Moving up from PhotoSite, Homestead offers a Silver package that provides the basics for one Web site with up to 10 pages, and a Web address generated by Homestead.

"Silver is for people who are either passionate hobbyists, or clubs and teams that want to have a real basic Web site," Kitch said about the $9.99-a-month package. "A very common one would be for a PTA or a university volleyball team."

Homestead's Gold package is intended for small-business users. It provides a personalized Web address, e-mail accounts and an unlimited number of pages.

The real power of Homestead is its click-and-drag page-design tools. Need a shape or border? Just click on one of the hundreds of buttons to choose one.

Adding text is just as simple. Choose the font and color. Customize the size by clicking and dragging. There are even effects such as text bounce, dissolve or fade.

"We kind of equate it to PowerPoint usage; people who know how to use that application can easily use Homestead," Kitch said. Even though the technology behind a simple rectangle element and Homestead's weather-information block are quite different, adding and customizing the features is an identical process.

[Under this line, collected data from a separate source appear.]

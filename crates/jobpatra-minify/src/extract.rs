//! Block extraction — finds `<prefix>.<name><suffix> = [ ... ];` assignments.
//!
//! Matching is non-greedy with dot-matches-newline: a block runs from its
//! opening `[` to the first `];` after it. Text between blocks is ignored.

use regex::Regex;

/// One matched assignment, borrowed from the source text.
#[derive(Debug, Clone, Copy, PartialEq, Eq)]
pub struct Block<'a> {
    /// Collection identifier, e.g. `andhraPradeshCompanies`.
    pub name: &'a str,
    /// The bracketed array literal, `[` through `]`.
    pub body: &'a str,
    /// The whole matched assignment, as written in the source.
    pub text: &'a str,
    /// 1-based line of the first character of the block.
    pub line: usize,
}

/// Compiled block pattern for a given prefix and suffix.
#[derive(Debug, Clone)]
pub struct BlockPattern {
    regex: Regex,
}

impl BlockPattern {
    pub fn new(prefix: &str, suffix: &str) -> Result<Self, regex::Error> {
        let pattern = format!(
            r"(?s){}\.([0-9A-Za-z_]+{})\s*=\s*(\[.*?\]);",
            regex::escape(prefix),
            regex::escape(suffix),
        );
        Ok(Self {
            regex: Regex::new(&pattern)?,
        })
    }

    /// Every non-overlapping block in `src`, in source order.
    pub fn extract<'a>(&self, src: &'a str) -> Vec<Block<'a>> {
        let mut line = 1;
        let mut scanned = 0;
        self.regex
            .captures_iter(src)
            .filter_map(|caps| {
                let whole = caps.get(0)?;
                line += src[scanned..whole.start()].matches('\n').count();
                scanned = whole.start();
                Some(Block {
                    name: caps.get(1)?.as_str(),
                    body: caps.get(2)?.as_str(),
                    text: whole.as_str(),
                    line,
                })
            })
            .collect()
    }
}

/// Extract blocks with a one-off pattern.
pub fn extract_blocks<'a>(src: &'a str, prefix: &str, suffix: &str) -> Result<Vec<Block<'a>>, regex::Error> {
    Ok(BlockPattern::new(prefix, suffix)?.extract(src))
}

"Just click on the rectangle to change the color, or click on the weather element to change the ZIP Code, it's treated the exact same way," Kitch said.

Another Web site building site, Interland, offers a service to help those who believe that starting from templates or a blank slate is too daunting.

"Our platinum version gives you a real professional Web designer who will actually craft a custom Web site for you," said Dan Bricklin, chief technology officer of Interland.

"You end up with a powerful Web site that you can add to and fill in with content," he said about the $95-a-month service. "And you get our easy-to-use tool to modify your site."

The service also includes coaching and support from Interland's designers.

Most of these services let users start with an inexpensive basic plan, and then scale up to more sophisticated ones as needed. For small-business owners, Tyrol says a Web site is indispensable.

"Having a Web site is wonderful, it makes a little company able to compete with the big companies," Tyrol said. "And it makes you look much more established, everybody should have one."